Originally the app is served from http://servername.com so all Flask routes and also static file pathes will be interpreted relatively to the root. Flask will take care of this automatically if you use the url_for function to create links in your templates and the route decorator in your views module. But If you serve from a subdirectory you have to tell Flask that your root is a different one. So our {{ url_for() }} function in index.html should deliver http://servername.com/app1/static/python.png instead of the original http://servername.com/static/python.png. We accomblish this by using a middleware. For running our application we will create the file flaskapp/run.py

flaskapp/run.py

from werkzeug.wsgi import DispatcherMiddleware
from werkzeug.serving import run_simple
from app import app

application = DispatcherMiddleware(
    None, {
        '/app1': app
    }
)

if __name__ == '__main__':
    run_simple('localhost', 5000, application, use_reloader=True)
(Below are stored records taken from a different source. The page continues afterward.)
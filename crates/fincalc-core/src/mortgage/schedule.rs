use chrono::NaiveDate;
use rust_decimal::{Decimal, RoundingStrategy};
use serde::{Deserialize, Serialize};
use std::time::Instant;

use super::{monthly_rate, payoff_label, validate_loan};
use crate::error::FinCalcError;
use crate::limits::GuardConfig;
use crate::time_value::{is_truncated, level_payment};
use crate::types::{with_metadata, ComputationOutput, Money, Rate, Years, MONEY_DP};
use crate::FinCalcResult;

// ---------------------------------------------------------------------------
// Types
// ---------------------------------------------------------------------------

/// One month of an amortization schedule.
#[derive(Debug, Clone, PartialEq, Serialize, Deserialize)]
pub struct AmortizationEntry {
    /// 1-based payment number
    pub period: u32,
    pub payment: Money,
    pub principal_portion: Money,
    pub interest_portion: Money,
    pub remaining_balance: Money,
}

#[derive(Debug, Clone, PartialEq, Serialize, Deserialize)]
pub struct AmortizationSchedule {
    pub monthly_payment: Money,
    /// Contractual number of payments, `trunc(years · 12)`
    pub total_payments: u32,
    pub entries: Vec<AmortizationEntry>,
}

#[derive(Debug, Clone, PartialEq, Serialize, Deserialize)]
pub struct MortgageSummary {
    pub monthly_payment: Money,
    pub total_paid: Money,
    pub total_interest: Money,
    pub payoff_months: u32,
    /// `YYYY-MM`, assuming the first payment falls in the `as_of` month
    pub payoff_date: String,
}

// ---------------------------------------------------------------------------
// Engine
// ---------------------------------------------------------------------------

/// Level monthly payment, rounded up to the cent.
///
/// `annual_rate / 12` per month over `trunc(years · 12)` months; a zero rate
/// gives `principal / months`.
pub fn monthly_payment(
    principal: Money,
    annual_rate: Rate,
    years: Years,
    limits: &GuardConfig,
) -> FinCalcResult<Money> {
    let months = validate_loan(principal, annual_rate, years, limits)?;
    Ok(rounded_payment(principal, annual_rate, months))
}

/// Month-by-month schedule ending on an exactly-zero balance.
///
/// The term may not exceed `min(max_months, limits.max_amortization_months)`;
/// a longer loan is rejected before any entry is built.
pub fn amortization_schedule(
    principal: Money,
    annual_rate: Rate,
    years: Years,
    max_months: u32,
    limits: &GuardConfig,
) -> FinCalcResult<AmortizationSchedule> {
    let total_payments = validate_loan(principal, annual_rate, years, limits)?;
    if max_months == 0 {
        return Err(FinCalcError::validation("max_months", "Must be at least 1"));
    }

    let cap = max_months.min(limits.max_amortization_months);
    if total_payments > cap {
        return Err(FinCalcError::limit_exceeded(
            "max_amortization_months",
            cap,
            total_payments,
        ));
    }

    let payment = rounded_payment(principal, annual_rate, total_payments);
    let rate = monthly_rate(annual_rate);
    let mut entries = Vec::with_capacity(total_payments as usize);
    let mut balance = principal;

    for period in 1..=total_payments {
        if balance.is_zero() {
            break;
        }
        let interest = (balance * rate).round_dp(MONEY_DP);
        let mut principal_portion = (payment - interest).max(Decimal::ZERO);
        let mut paid = payment;

        // Final period, or the regular payment would overshoot: settle the balance
        if period == total_payments || principal_portion >= balance {
            principal_portion = balance;
            paid = principal_portion + interest;
        }

        balance -= principal_portion;
        entries.push(AmortizationEntry {
            period,
            payment: paid,
            principal_portion,
            interest_portion: interest,
            remaining_balance: balance,
        });
    }

    log::debug!(
        "amortized {principal} over {} of {total_payments} months",
        entries.len()
    );

    Ok(AmortizationSchedule {
        monthly_payment: payment,
        total_payments,
        entries,
    })
}

/// Lifetime totals derived from the full schedule.
pub fn summary(
    principal: Money,
    annual_rate: Rate,
    years: Years,
    as_of: NaiveDate,
    limits: &GuardConfig,
) -> FinCalcResult<MortgageSummary> {
    let schedule = amortization_schedule(
        principal,
        annual_rate,
        years,
        limits.max_amortization_months,
        limits,
    )?;

    let total_paid: Money = schedule.entries.iter().map(|e| e.payment).sum();
    let payoff_months = schedule.entries.len() as u32;

    Ok(MortgageSummary {
        monthly_payment: schedule.monthly_payment,
        total_paid,
        total_interest: total_paid - principal,
        payoff_months,
        payoff_date: payoff_label(as_of, payoff_months)?,
    })
}

/// Level payment rounded up to the cent, so it always covers the first
/// month's rounded interest and the loan amortizes without a balloon.
pub(crate) fn rounded_payment(principal: Money, annual_rate: Rate, months: u32) -> Money {
    level_payment(principal, monthly_rate(annual_rate), months)
        .round_dp_with_strategy(MONEY_DP, RoundingStrategy::AwayFromZero)
}

// ---------------------------------------------------------------------------
// Request-level wrappers
// ---------------------------------------------------------------------------

#[derive(Debug, Clone, Serialize, Deserialize)]
pub struct MortgageInput {
    pub principal: Money,
    pub annual_rate: Rate,
    pub years: Years,
}

#[derive(Debug, Clone, Serialize, Deserialize)]
pub struct MortgagePaymentOutput {
    pub monthly_payment: Money,
    pub total_months: u32,
}

#[derive(Debug, Clone, Serialize, Deserialize)]
pub struct AmortizationInput {
    pub principal: Money,
    pub annual_rate: Rate,
    pub years: Years,
    /// Defaults to the configured amortization cap
    #[serde(default, skip_serializing_if = "Option::is_none")]
    pub max_months: Option<u32>,
}

#[derive(Debug, Clone, Serialize, Deserialize)]
pub struct MortgageSummaryInput {
    pub principal: Money,
    pub annual_rate: Rate,
    pub years: Years,
    /// Month of the first payment; today when omitted
    #[serde(default, skip_serializing_if = "Option::is_none")]
    pub as_of: Option<NaiveDate>,
}

pub fn calculate_mortgage_payment(
    input: &MortgageInput,
    limits: &GuardConfig,
) -> FinCalcResult<ComputationOutput<MortgagePaymentOutput>> {
    let start = Instant::now();
    let total_months = validate_loan(input.principal, input.annual_rate, input.years, limits)?;
    let payment = monthly_payment(input.principal, input.annual_rate, input.years, limits)?;

    Ok(with_metadata(
        "Level monthly payment: M = P·r / (1 − (1+r)^−n), r = annual_rate / 12",
        input,
        term_warnings(input.years, total_months),
        start.elapsed().as_micros() as u64,
        MortgagePaymentOutput {
            monthly_payment: payment,
            total_months,
        },
    ))
}

pub fn calculate_amortization(
    input: &AmortizationInput,
    limits: &GuardConfig,
) -> FinCalcResult<ComputationOutput<AmortizationSchedule>> {
    let start = Instant::now();
    let max_months = input.max_months.unwrap_or(limits.max_amortization_months);
    let schedule = amortization_schedule(
        input.principal,
        input.annual_rate,
        input.years,
        max_months,
        limits,
    )?;

    let mut warnings = term_warnings(input.years, schedule.total_payments);
    if (schedule.entries.len() as u32) < schedule.total_payments {
        warnings.push(format!(
            "Balance reached zero after {} of {} payments",
            schedule.entries.len(),
            schedule.total_payments
        ));
    }

    Ok(with_metadata(
        "Monthly amortization with per-period cent-rounded interest",
        input,
        warnings,
        start.elapsed().as_micros() as u64,
        schedule,
    ))
}

pub fn calculate_mortgage_summary(
    input: &MortgageSummaryInput,
    limits: &GuardConfig,
) -> FinCalcResult<ComputationOutput<MortgageSummary>> {
    let start = Instant::now();
    let as_of = input
        .as_of
        .unwrap_or_else(|| chrono::Local::now().date_naive());
    let result = summary(input.principal, input.annual_rate, input.years, as_of, limits)?;

    Ok(with_metadata(
        "Mortgage lifetime totals from the amortization schedule",
        input,
        Vec::new(),
        start.elapsed().as_micros() as u64,
        result,
    ))
}

fn term_warnings(years: Years, total_months: u32) -> Vec<String> {
    let mut warnings = Vec::new();
    if is_truncated(years, super::MONTHS_PER_YEAR, total_months) {
        warnings.push(format!("Term truncated to {total_months} whole months"));
    }
    warnings
}

#[cfg(test)]
mod tests {
    use super::*;
    use pretty_assertions::assert_eq;
    use rust_decimal_macros::dec;

    fn limits() -> GuardConfig {
        GuardConfig::default()
    }

    #[test]
    fn test_monthly_payment_30y() {
        let pmt = monthly_payment(dec!(300000), dec!(0.04), dec!(30), &limits()).unwrap();
        assert_eq!(pmt, dec!(1432.25));
    }

    #[test]
    fn test_monthly_payment_zero_rate() {
        let pmt = monthly_payment(dec!(120000), Decimal::ZERO, dec!(10), &limits()).unwrap();
        assert_eq!(pmt, dec!(1000));
    }

    #[test]
    fn test_monthly_payment_ignores_amortization_cap() {
        // 50 years exceeds a 12 month cap but only the schedule enforces it
        let tight = GuardConfig::default().with_max_amortization_months(12);
        assert!(monthly_payment(dec!(100000), dec!(0.05), dec!(50), &tight).is_ok());
    }

    #[test]
    fn test_schedule_zero_rate() {
        let s = amortization_schedule(dec!(120000), Decimal::ZERO, dec!(10), 600, &limits()).unwrap();
        assert_eq!(s.entries.len(), 120);
        assert!(s.entries.iter().all(|e| e.payment == dec!(1000) && e.interest_portion.is_zero()));
        assert_eq!(s.entries.last().unwrap().remaining_balance, Decimal::ZERO);
    }

    #[test]
    fn test_schedule_first_entry() {
        let s = amortization_schedule(dec!(300000), dec!(0.04), dec!(30), 600, &limits()).unwrap();
        assert_eq!(
            s.entries[0],
            AmortizationEntry {
                period: 1,
                payment: dec!(1432.25),
                principal_portion: dec!(432.25),
                interest_portion: dec!(1000.00),
                remaining_balance: dec!(299567.75),
            }
        );
    }

    #[test]
    fn test_schedule_conserves_principal() {
        let principal = dec!(250000);
        let s = amortization_schedule(principal, dec!(0.065), dec!(25), 600, &limits()).unwrap();
        let repaid: Decimal = s.entries.iter().map(|e| e.principal_portion).sum();
        assert_eq!(repaid, principal);
        for e in &s.entries {
            assert_eq!(e.principal_portion + e.interest_portion, e.payment);
        }
        for pair in s.entries.windows(2) {
            assert!(pair[1].remaining_balance <= pair[0].remaining_balance);
        }
        assert_eq!(s.entries.last().unwrap().remaining_balance, Decimal::ZERO);
    }

    #[test]
    fn test_schedule_rejects_term_over_cap() {
        let err = amortization_schedule(dec!(100000), dec!(0.05), dec!(2), 12, &limits()).unwrap_err();
        match err {
            FinCalcError::LimitExceeded { limit, max, actual } => {
                assert_eq!(limit, "max_amortization_months");
                assert_eq!(max, "12");
                assert_eq!(actual, "24");
            }
            other => panic!("expected LimitExceeded, got {other:?}"),
        }
    }

    #[test]
    fn test_schedule_guard_cap_wins_over_request() {
        let err = amortization_schedule(dec!(100000), dec!(0.05), dec!(60), 10_000, &limits()).unwrap_err();
        assert_eq!(err.code(), "LIMIT_EXCEEDED");
    }

    #[test]
    fn test_payment_covering_only_interest_still_amortizes() {
        // 100 at 100%: exact payment 8.3333.. and first interest 8.33
        let s = amortization_schedule(dec!(100), Decimal::ONE, dec!(50), 600, &limits()).unwrap();
        assert_eq!(s.monthly_payment, dec!(8.34));
        assert!(s.entries[0].principal_portion > Decimal::ZERO);
        assert!(s.entries.iter().all(|e| e.payment <= s.monthly_payment));
        assert_eq!(s.entries.last().unwrap().remaining_balance, Decimal::ZERO);
    }

    #[test]
    fn test_schedule_zero_principal_is_empty() {
        let s = amortization_schedule(Decimal::ZERO, dec!(0.05), dec!(30), 600, &limits()).unwrap();
        assert_eq!(s.monthly_payment, Decimal::ZERO);
        assert!(s.entries.is_empty());
    }

    #[test]
    fn test_summary_totals() {
        let as_of = NaiveDate::from_ymd_opt(2024, 3, 15).unwrap();
        let s = summary(dec!(120000), Decimal::ZERO, dec!(10), as_of, &limits()).unwrap();
        assert_eq!(
            s,
            MortgageSummary {
                monthly_payment: dec!(1000),
                total_paid: dec!(120000),
                total_interest: Decimal::ZERO,
                payoff_months: 120,
                payoff_date: "2034-02".into(),
            }
        );
    }

    #[test]
    fn test_summary_interest_matches_schedule() {
        let as_of = NaiveDate::from_ymd_opt(2025, 1, 1).unwrap();
        let s = summary(dec!(300000), dec!(0.04), dec!(30), as_of, &limits()).unwrap();
        assert_eq!(s.payoff_months, 360);
        assert_eq!(s.total_interest, s.total_paid - dec!(300000));
        // 1432.25 * 360 = 515610; the cent-exact schedule settles within a few dollars
        assert!((s.total_paid - dec!(515610)).abs() < dec!(5), "{}", s.total_paid);
        assert_eq!(s.payoff_date, "2054-12");
    }

    #[test]
    fn test_wrapper_warns_on_truncated_term() {
        let input = MortgageInput {
            principal: dec!(10000),
            annual_rate: dec!(0.05),
            years: dec!(1.05),
        };
        let out = calculate_mortgage_payment(&input, &limits()).unwrap();
        assert_eq!(out.result.total_months, 12);
        assert_eq!(out.warnings.len(), 1);
    }
}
The werkzeug.wsgi.DispatcherMiddleware class allows one to mount middlewares or applications in a WSGI application. This is useful if you want to combine multiple WSGI applications. And that is what we want to do here. We don't have a main application for the server root directory so we will provide None as first argument. The second argument is a dictionary containing the url subdirectories as keys and the corresponding WSGI objects as values. Now we can run our Flask application by calling:

$ python run.py

We visit http://localhost:5000/app1/ and find a our small Python logo facing us. Success :)

Reverse proxy

I use nginx as a reverse proxy. So for my new app to work I created a new configuration file /etc/nginx/sites-available/app1.

upstream app1 {                                                                                                 
     server 127.0.0.1:5000;                                                    
}                                                                              
server {                                                                       
    listen *:80;                                                               
    root /home/app1/flaskapp1/app;

    location /app1/static {                                                    
        alias /home/app1/flaskapp1/app/static;                                 
    }

    location /app1 {                                                           
        proxy_pass http://app1;                                                
    }                                                                          
}

It basically passes all calls to /app1 on to the WSGI application and serves static files separately from the static directory. Put a symbolical link to this file in /etc/nginx/sites-enabled to enable it and restart nginx.